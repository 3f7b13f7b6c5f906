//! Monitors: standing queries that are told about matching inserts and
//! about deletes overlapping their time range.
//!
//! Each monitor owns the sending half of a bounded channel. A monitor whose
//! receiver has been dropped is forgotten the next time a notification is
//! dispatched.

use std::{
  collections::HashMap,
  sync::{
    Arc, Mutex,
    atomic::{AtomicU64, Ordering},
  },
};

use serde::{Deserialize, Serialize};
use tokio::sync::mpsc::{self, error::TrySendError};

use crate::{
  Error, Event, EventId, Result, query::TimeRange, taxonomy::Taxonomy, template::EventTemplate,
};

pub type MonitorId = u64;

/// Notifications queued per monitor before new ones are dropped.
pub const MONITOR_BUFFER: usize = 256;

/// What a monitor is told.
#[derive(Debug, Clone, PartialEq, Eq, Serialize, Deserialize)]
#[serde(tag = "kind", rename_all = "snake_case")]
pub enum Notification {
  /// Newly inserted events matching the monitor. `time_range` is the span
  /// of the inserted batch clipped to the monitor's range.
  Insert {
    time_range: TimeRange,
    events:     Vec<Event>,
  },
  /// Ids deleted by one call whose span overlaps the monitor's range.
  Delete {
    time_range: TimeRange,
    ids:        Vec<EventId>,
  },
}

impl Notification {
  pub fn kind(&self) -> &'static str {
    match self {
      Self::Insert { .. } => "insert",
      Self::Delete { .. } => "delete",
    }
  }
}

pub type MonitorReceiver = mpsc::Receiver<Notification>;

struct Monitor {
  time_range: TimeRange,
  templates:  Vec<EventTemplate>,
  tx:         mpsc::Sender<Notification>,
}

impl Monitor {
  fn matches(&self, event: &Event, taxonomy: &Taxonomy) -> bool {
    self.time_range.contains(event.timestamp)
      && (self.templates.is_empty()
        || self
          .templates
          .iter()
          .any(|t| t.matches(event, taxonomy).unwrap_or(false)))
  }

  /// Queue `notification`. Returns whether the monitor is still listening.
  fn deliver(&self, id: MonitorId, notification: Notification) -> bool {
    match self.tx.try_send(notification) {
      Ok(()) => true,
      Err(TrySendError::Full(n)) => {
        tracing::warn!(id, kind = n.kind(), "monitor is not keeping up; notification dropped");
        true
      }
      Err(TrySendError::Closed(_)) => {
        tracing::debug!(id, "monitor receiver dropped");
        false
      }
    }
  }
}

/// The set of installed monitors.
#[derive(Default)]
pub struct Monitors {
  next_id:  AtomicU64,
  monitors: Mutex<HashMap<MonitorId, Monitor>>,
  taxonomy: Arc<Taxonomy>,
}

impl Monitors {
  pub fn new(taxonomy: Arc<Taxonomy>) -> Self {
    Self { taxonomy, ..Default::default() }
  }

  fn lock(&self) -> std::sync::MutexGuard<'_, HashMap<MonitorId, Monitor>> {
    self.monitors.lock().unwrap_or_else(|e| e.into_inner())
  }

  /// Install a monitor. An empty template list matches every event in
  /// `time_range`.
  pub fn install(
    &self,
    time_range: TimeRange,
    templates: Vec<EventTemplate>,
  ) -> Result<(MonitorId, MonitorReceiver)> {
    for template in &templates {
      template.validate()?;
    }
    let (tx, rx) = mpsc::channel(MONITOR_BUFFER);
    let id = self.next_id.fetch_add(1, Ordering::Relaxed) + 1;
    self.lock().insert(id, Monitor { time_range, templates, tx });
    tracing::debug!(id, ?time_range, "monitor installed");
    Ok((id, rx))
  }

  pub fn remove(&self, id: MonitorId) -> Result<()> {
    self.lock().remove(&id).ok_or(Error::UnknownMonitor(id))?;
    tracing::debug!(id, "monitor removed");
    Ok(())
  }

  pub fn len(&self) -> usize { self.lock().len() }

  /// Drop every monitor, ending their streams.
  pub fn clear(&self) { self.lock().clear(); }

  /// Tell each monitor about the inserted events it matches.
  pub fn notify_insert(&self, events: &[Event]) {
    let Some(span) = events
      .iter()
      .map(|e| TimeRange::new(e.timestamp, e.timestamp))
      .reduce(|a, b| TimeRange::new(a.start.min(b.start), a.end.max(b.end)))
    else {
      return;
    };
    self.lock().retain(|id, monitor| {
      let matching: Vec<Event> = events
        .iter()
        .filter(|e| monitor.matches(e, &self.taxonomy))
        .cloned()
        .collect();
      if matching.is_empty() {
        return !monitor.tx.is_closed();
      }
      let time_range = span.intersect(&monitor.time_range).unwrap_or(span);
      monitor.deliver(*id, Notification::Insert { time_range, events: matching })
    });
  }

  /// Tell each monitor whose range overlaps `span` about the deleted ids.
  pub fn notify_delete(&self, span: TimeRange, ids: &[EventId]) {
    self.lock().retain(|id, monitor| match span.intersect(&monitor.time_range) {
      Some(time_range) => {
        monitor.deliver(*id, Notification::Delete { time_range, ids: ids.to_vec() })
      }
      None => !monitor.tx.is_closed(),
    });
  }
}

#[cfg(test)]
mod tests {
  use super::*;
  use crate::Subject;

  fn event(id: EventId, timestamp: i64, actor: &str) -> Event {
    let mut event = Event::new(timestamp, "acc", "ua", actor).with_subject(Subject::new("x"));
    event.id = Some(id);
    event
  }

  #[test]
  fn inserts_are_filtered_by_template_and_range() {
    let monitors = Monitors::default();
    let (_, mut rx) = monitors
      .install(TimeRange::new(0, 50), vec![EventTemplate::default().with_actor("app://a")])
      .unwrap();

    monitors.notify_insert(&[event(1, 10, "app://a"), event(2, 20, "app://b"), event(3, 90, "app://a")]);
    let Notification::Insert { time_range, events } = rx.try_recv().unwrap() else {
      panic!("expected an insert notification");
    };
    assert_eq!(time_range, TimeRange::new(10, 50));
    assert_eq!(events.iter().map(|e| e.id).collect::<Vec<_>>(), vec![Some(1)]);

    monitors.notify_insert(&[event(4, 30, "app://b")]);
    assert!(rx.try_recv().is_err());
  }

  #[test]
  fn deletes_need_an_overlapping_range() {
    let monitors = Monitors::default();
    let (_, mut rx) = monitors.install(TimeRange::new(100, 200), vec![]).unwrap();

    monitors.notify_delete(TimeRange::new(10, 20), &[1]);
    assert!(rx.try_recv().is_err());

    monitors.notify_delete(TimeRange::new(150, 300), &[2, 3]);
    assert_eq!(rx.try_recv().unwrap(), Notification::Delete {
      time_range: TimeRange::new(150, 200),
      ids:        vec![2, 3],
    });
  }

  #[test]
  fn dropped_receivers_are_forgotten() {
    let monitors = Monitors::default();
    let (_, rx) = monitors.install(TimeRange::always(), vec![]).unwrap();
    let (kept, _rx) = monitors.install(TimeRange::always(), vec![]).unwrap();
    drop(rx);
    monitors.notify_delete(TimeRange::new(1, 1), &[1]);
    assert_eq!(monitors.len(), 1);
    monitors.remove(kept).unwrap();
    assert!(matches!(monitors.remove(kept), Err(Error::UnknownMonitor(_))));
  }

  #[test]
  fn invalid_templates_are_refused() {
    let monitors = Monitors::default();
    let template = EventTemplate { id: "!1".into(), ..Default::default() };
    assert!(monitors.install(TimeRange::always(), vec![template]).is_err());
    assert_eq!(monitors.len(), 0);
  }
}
***
What to work on: Copy every line of the listing above exactly.

Task result:
repository 3f7b13f7b6c5f906
//! Monitors: standing queries that are told about matching inserts and
//! about deletes overlapping their time range.
//!
//! Each monitor owns the sending half of a bounded channel. A monitor whose
//! receiver has been dropped is forgotten the next time a notification is
//! dispatched.

use std::{
  collections::HashMap,
  sync::{
    Arc, Mutex,
    atomic::{AtomicU64, Ordering},
  },
};

use serde::{Deserialize, Serialize};
use tokio::sync::mpsc::{self, error::TrySendError};

use crate::{
  Error, Event, EventId, Result, query::TimeRange, taxonomy::Taxonomy, template::EventTemplate,
};

pub type MonitorId = u64;

/// Notifications queued per monitor before new ones are dropped.
pub const MONITOR_BUFFER: usize = 256;

/// What a monitor is told.
#[derive(Debug, Clone, PartialEq, Eq, Serialize, Deserialize)]
#[serde(tag = "kind", rename_all = "snake_case")]
pub enum Notification {
  /// Newly inserted events matching the monitor. `time_range` is the span
  /// of the inserted batch clipped to the monitor's range.
  Insert {
    time_range: TimeRange,
    events:     Vec<Event>,
  },
  /// Ids deleted by one call whose span overlaps the monitor's range.
  Delete {
    time_range: TimeRange,
    ids:        Vec<EventId>,
  },
}

impl Notification {
  pub fn kind(&self) -> &'static str {
    match self {
      Self::Insert { .. } => "insert",
      Self::Delete { .. } => "delete",
    }
  }
}

pub type MonitorReceiver = mpsc::Receiver<Notification>;

struct Monitor {
  time_range: TimeRange,
  templates:  Vec<EventTemplate>,
  tx:         mpsc::Sender<Notification>,
}

impl Monitor {
  fn matches(&self, event: &Event, taxonomy: &Taxonomy) -> bool {
    self.time_range.contains(event.timestamp)
      && (self.templates.is_empty()
        || self
          .templates
          .iter()
          .any(|t| t.matches(event, taxonomy).unwrap_or(false)))
  }

  /// Queue `notification`. Returns whether the monitor is still listening.
  fn deliver(&self, id: MonitorId, notification: Notification) -> bool {
    match self.tx.try_send(notification) {
      Ok(()) => true,
      Err(TrySendError::Full(n)) => {
        tracing::warn!(id, kind = n.kind(), "monitor is not keeping up; notification dropped");
        true
      }
      Err(TrySendError::Closed(_)) => {
        tracing::debug!(id, "monitor receiver dropped");
        false
      }
    }
  }
}

/// The set of installed monitors.
#[derive(Default)]
pub struct Monitors {
  next_id:  AtomicU64,
  monitors: Mutex<HashMap<MonitorId, Monitor>>,
  taxonomy: Arc<Taxonomy>,
}

impl Monitors {
  pub fn new(taxonomy: Arc<Taxonomy>) -> Self {
    Self { taxonomy, ..Default::default() }
  }

  fn lock(&self) -> std::sync::MutexGuard<'_, HashMap<MonitorId, Monitor>> {
    self.monitors.lock().unwrap_or_else(|e| e.into_inner())
  }

  /// Install a monitor. An empty template list matches every event in
  /// `time_range`.
  pub fn install(
    &self,
    time_range: TimeRange,
    templates: Vec<EventTemplate>,
  ) -> Result<(MonitorId, MonitorReceiver)> {
    for template in &templates {
      template.validate()?;
    }
    let (tx, rx) = mpsc::channel(MONITOR_BUFFER);
    let id = self.next_id.fetch_add(1, Ordering::Relaxed) + 1;
    self.lock().insert(id, Monitor { time_range, templates, tx });
    tracing::debug!(id, ?time_range, "monitor installed");
    Ok((id, rx))
  }

  pub fn remove(&self, id: MonitorId) -> Result<()> {
    self.lock().remove(&id).ok_or(Error::UnknownMonitor(id))?;
    tracing::debug!(id, "monitor removed");
    Ok(())
  }

  pub fn len(&self) -> usize { self.lock().len() }

  /// Drop every monitor, ending their streams.
  pub fn clear(&self) { self.lock().clear(); }

  /// Tell each monitor about the inserted events it matches.
  pub fn notify_insert(&self, events: &[Event]) {
    let Some(span) = events
      .iter()
      .map(|e| TimeRange::new(e.timestamp, e.timestamp))
      .reduce(|a, b| TimeRange::new(a.start.min(b.start), a.end.max(b.end)))
    else {
      return;
    };
    self.lock().retain(|id, monitor| {
      let matching: Vec<Event> = events
        .iter()
        .filter(|e| monitor.matches(e, &self.taxonomy))
        .cloned()
        .collect();
      if matching.is_empty() {
        return !monitor.tx.is_closed();
      }
      let time_range = span.intersect(&monitor.time_range).unwrap_or(span);
      monitor.deliver(*id, Notification::Insert { time_range, events: matching })
    });
  }

  /// Tell each monitor whose range overlaps `span` about the deleted ids.
  pub fn notify_delete(&self, span: TimeRange, ids: &[EventId]) {
    self.lock().retain(|id, monitor| match span.intersect(&monitor.time_range) {
      Some(time_range) => {
        monitor.deliver(*id, Notification::Delete { time_range, ids: ids.to_vec() })
      }
      None => !monitor.tx.is_closed(),
    });
  }
}

#[cfg(test)]
mod tests {
  use super::*;
  use crate::Subject;

  fn event(id: EventId, timestamp: i64, actor: &str) -> Event {
    let mut event = Event::new(timestamp, "acc", "ua", actor).with_subject(Subject::new("x"));
    event.id = Some(id);
    event
  }

  #[test]
  fn inserts_are_filtered_by_template_and_range() {
    let monitors = Monitors::default();
    let (_, mut rx) = monitors
      .install(TimeRange::new(0, 50), vec![EventTemplate::default().with_actor("app://a")])
      .unwrap();

    monitors.notify_insert(&[event(1, 10, "app://a"), event(2, 20, "app://b"), event(3, 90, "app://a")]);
    let Notification::Insert { time_range, events } = rx.try_recv().unwrap() else {
      panic!("expected an insert notification");
    };
    assert_eq!(time_range, TimeRange::new(10, 50));
    assert_eq!(events.iter().map(|e| e.id).collect::<Vec<_>>(), vec![Some(1)]);

    monitors.notify_insert(&[event(4, 30, "app://b")]);
    assert!(rx.try_recv().is_err());
  }

  #[test]
  fn deletes_need_an_overlapping_range() {
    let monitors = Monitors::default();
    let (_, mut rx) = monitors.install(TimeRange::new(100, 200), vec![]).unwrap();

    monitors.notify_delete(TimeRange::new(10, 20), &[1]);
    assert!(rx.try_recv().is_err());

    monitors.notify_delete(TimeRange::new(150, 300), &[2, 3]);
    assert_eq!(rx.try_recv().unwrap(), Notification::Delete {
      time_range: TimeRange::new(150, 200),
      ids:        vec![2, 3],
    });
  }

  #[test]
  fn dropped_receivers_are_forgotten() {
    let monitors = Monitors::default();
    let (_, rx) = monitors.install(TimeRange::always(), vec![]).unwrap();
    let (kept, _rx) = monitors.install(TimeRange::always(), vec![]).unwrap();
    drop(rx);
    monitors.notify_delete(TimeRange::new(1, 1), &[1]);
    assert_eq!(monitors.len(), 1);
    monitors.remove(kept).unwrap();
    assert!(matches!(monitors.remove(kept), Err(Error::UnknownMonitor(_))));
  }

  #[test]
  fn invalid_templates_are_refused() {
    let monitors = Monitors::default();
    let template = EventTemplate { id: "!1".into(), ..Default::default() };
    assert!(monitors.install(TimeRange::always(), vec![template]).is_err());
    assert_eq!(monitors.len(), 0);
  }
}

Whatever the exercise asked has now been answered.